花よ、気高く咲き誇れ
水谷君は軽やかに高く飛ぶ。
そしてシュートまでのタイミングが早い。
本当に背の小さな頃からやっていたからなのだろう。
1on1に慣れている。
試合の時の水谷君が不慣れだったのだと感じるほどに。
「お疲れ」
水谷君に控えめな言葉をかけタオルを渡す。
微妙な空気を醸し出していた。
それはそうだろう。
うちのトップの隆弘がサッカー少年と言われる水谷君に負けたのだ。
はしゃいで喜ぶことなど出来るはずもない、それこそ隆弘のことを思えば尚更。
水谷君は、控えめに微笑んでタオルを受け取る。
彼も何も言えるはずがない。
人の感情を必要以上に気にする水谷君だ、この空気の悪さが自分が勝ってしまったことに起因すると簡単にわかってしまう。

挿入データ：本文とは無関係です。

/// Directions in which `curve` meets the boundary of `disk`, labelled
/// `label`. `expect` is 1 for a curve ending in the disk and 2 for one
/// passing through. Point disks use the curve's tangents instead.
/// Returns `false` if the curve misses the disk.
fn directions(
    out: &mut Vec<Direction>,
    disk: &Circle,
    curve: &Curve,
    label: ArcId,
    expect: usize,
) -> bool {
    if disk.radius < EPS {
        let touch = curve.closest_point(disk.center);
        if expect == 1 {
            let dir = if touch.distance(curve.start()) < touch.distance(curve.end()) {
                curve.start_tangent()
            } else {
                -curve.end_tangent()
            };
            out.push((label, dir.normalized()));
        } else {
            let tangent = curve.tangent_at(touch).normalized();
            out.push((label, tangent));
            out.push((label, -tangent));
        }
        return true;
    }

    let Some(points) = intersect_circle(curve, disk, true).into_points() else {
        return false;
    };
    let Some(&first) = points.first() else {
        return false;
    };
    if expect == 1 && points.len() != 1 {
        return false;
    }
    if expect == 2 && points.len() > 2 {
        return false;
    }
    out.push((label, (first - disk.center).normalized()));
    if expect == 2 {
        let second = points.get(1).copied().unwrap_or(first);
        out.push((label, (second - disk.center).normalized()));
    }
    true
}

/// Whether two labelled direction sets read the same around the circle,
/// up to rotation.
fn same_cyclic_order(mut original: Vec<Direction>, mut replaced: Vec<Direction>) -> bool {
    if original.len() != replaced.len() {
        return false;
    }
    let reference = Point::new(0.0, 1.0);
    let by_angle =
        |a: &Direction, b: &Direction| reference.ccw_angle_to(a.1).total_cmp(&reference.ccw_angle_to(b.1));
    original.sort_by(by_angle);
    replaced.sort_by(by_angle);

    let n = original.len();
    n == 0
        || (0..n).any(|shift| {
            original
                .iter()
                .enumerate()
                .all(|(i, (label, _))| *label == replaced[(i + shift) % n].0)
        })
}
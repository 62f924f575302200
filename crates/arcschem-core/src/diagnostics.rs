//! Run diagnostics: hooks into the engine plus a recorder that turns
//! them into a per-step report.
//!
//! The engine calls a [`Diagnostics`] implementation at every candidate
//! it scores, every operation found blocked, and every committed step.
//! [`NoDiagnostics`] ignores all of them. [`StepRecorder`] keeps the
//! steps and counts the rest.
//!
//! Durations are serialized as fractional seconds (`f64`) for JSON
//! compatibility, since `std::time::Duration` does not implement serde
//! traits.

use std::time::Duration;

use serde::{Deserialize, Serialize};

use crate::geometry::Curve;
use crate::network::VertexId;
use crate::schematization::{BlockReasons, RunState};

/// Serde support for `std::time::Duration` as fractional seconds.
mod duration_serde {
    use std::time::Duration;

    use serde::{Deserialize, Deserializer, Serialize, Serializer};

    /// Serialize a `Duration` as fractional seconds (`f64`).
    pub fn serialize<S: Serializer>(duration: &Duration, serializer: S) -> Result<S::Ok, S::Error> {
        duration.as_secs_f64().serialize(serializer)
    }

    /// Deserialize a `Duration` from fractional seconds (`f64`).
    pub fn deserialize<'de, D: Deserializer<'de>>(deserializer: D) -> Result<Duration, D::Error> {
        let secs = f64::deserialize(deserializer)?;
        Duration::try_from_secs_f64(secs).map_err(|_| {
            serde::de::Error::custom(
                "duration seconds must be finite, non-negative, and representable as a Duration",
            )
        })
    }
}

/// Observer of engine events. Every method defaults to doing nothing.
pub trait Diagnostics {
    /// A candidate replacement for `vertex` was scored.
    fn candidate_generated(&mut self, _vertex: VertexId, _curve: &Curve, _cost: f64) {}

    /// An operation on `vertex` was found inadmissible.
    fn operation_blocked(&mut self, _vertex: VertexId, _reasons: &BlockReasons) {}

    /// A step was committed.
    fn step_committed(&mut self, _record: &StepRecord) {}
}

/// Diagnostics that ignore every event.
#[derive(Debug, Clone, Copy, Default)]
pub struct NoDiagnostics;

impl Diagnostics for NoDiagnostics {}

/// One committed step.
#[derive(Debug, Clone, PartialEq, Serialize, Deserialize)]
pub struct StepRecord {
    /// Step number, starting at 1.
    pub step: usize,
    /// Removed vertex.
    pub vertex: VertexId,
    /// Cost of the applied operation.
    pub cost: f64,
    /// Arc count after the step.
    pub complexity_after: usize,
    /// Number of arcs moved to follow the replacement.
    pub extensions: usize,
    /// Wall-clock time spent committing the step (seconds).
    #[serde(with = "duration_serde")]
    pub duration: Duration,
}

/// Collects step records and event counts.
#[derive(Debug, Clone, Default)]
pub struct StepRecorder {
    steps: Vec<StepRecord>,
    candidates: usize,
    blocked: usize,
}

impl StepRecorder {
    /// Create an empty recorder.
    #[must_use]
    pub fn new() -> Self {
        Self::default()
    }

    /// Steps recorded so far.
    #[must_use]
    pub fn steps(&self) -> &[StepRecord] {
        &self.steps
    }

    /// Summarize the run.
    #[must_use]
    pub fn summary(
        &self,
        initial_complexity: usize,
        final_complexity: usize,
        state: RunState,
        total_duration: Duration,
    ) -> RunDiagnostics {
        RunDiagnostics {
            steps: self.steps.clone(),
            candidates_generated: self.candidates,
            operations_blocked: self.blocked,
            initial_complexity,
            final_complexity,
            state,
            total_duration,
        }
    }
}

impl Diagnostics for StepRecorder {
    fn candidate_generated(&mut self, _vertex: VertexId, _curve: &Curve, _cost: f64) {
        self.candidates += 1;
    }

    fn operation_blocked(&mut self, _vertex: VertexId, _reasons: &BlockReasons) {
        self.blocked += 1;
    }

    fn step_committed(&mut self, record: &StepRecord) {
        self.steps.push(record.clone());
    }
}

/// Diagnostics collected from a whole run.
#[derive(Debug, Clone, PartialEq, Serialize, Deserialize)]
pub struct RunDiagnostics {
    /// Every committed step.
    pub steps: Vec<StepRecord>,
    /// Candidates scored, including regenerated ones.
    pub candidates_generated: usize,
    /// Operations found blocked, including rechecks.
    pub operations_blocked: usize,
    /// Arc count after initialization.
    pub initial_complexity: usize,
    /// Arc count at the end of the run.
    pub final_complexity: usize,
    /// How the run ended.
    pub state: RunState,
    /// Total wall-clock duration of the run (seconds).
    #[serde(with = "duration_serde")]
    pub total_duration: Duration,
}

impl RunDiagnostics {
    /// Highest cost among the committed steps, 0 for an empty run.
    #[must_use]
    pub fn max_cost(&self) -> f64 {
        self.steps.iter().map(|s| s.cost).fold(0.0, f64::max)
    }

    /// Format diagnostics as a human-readable report.
    #[must_use]
    pub fn report(&self) -> String {
        let mut lines = Vec::new();

        lines.push(format!("Schematization Report\n{}", "=".repeat(60)));
        lines.push(format!(
            "Complexity: {} -> {} ({} steps)",
            self.initial_complexity,
            self.final_complexity,
            self.steps.len(),
        ));
        lines.push(format!("Final state: {:?}", self.state));
        lines.push(format!(
            "Total duration: {:.3}ms",
            duration_ms(self.total_duration),
        ));
        lines.push(format!(
            "Candidates scored: {}  |  Blocked operations: {}",
            self.candidates_generated, self.operations_blocked,
        ));
        lines.push(format!("Max cost: {:.6}", self.max_cost()));
        lines.push(String::new());

        lines.push(format!(
            "{:>6} {:>12} {:>14} {:>10} {:>10}",
            "Step", "Vertex", "Cost", "Arcs", "Duration"
        ));
        lines.push("-".repeat(60));
        for s in &self.steps {
            lines.push(format!(
                "{:>6} {:>12} {:>14.6} {:>10} {:>8.3}ms",
                s.step,
                s.vertex.to_string(),
                s.cost,
                s.complexity_after,
                duration_ms(s.duration),
            ));
        }

        lines.join("\n")
    }
}

/// Convert a `Duration` to fractional milliseconds.
fn duration_ms(d: Duration) -> f64 {
    d.as_secs_f64() * 1000.0
}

「……葵。おめぇーすげぇウザい。バスケは苦手って言ってたくせに」
俯いていた隆弘が、水谷君の目を真っ直ぐ見る。
その目には怒りしか見て取れない。
理性というものがない。
「お前はいつだってそうだよな。何でもできるからって涼しい面して。人が努力している姿を嘲笑って」
「そんな風に思ったことなんて一度もない。隆弘のバスケをいつも……」
努めて冷静な水谷君に怒りに駆られて隆弘は大声で言葉を被せる。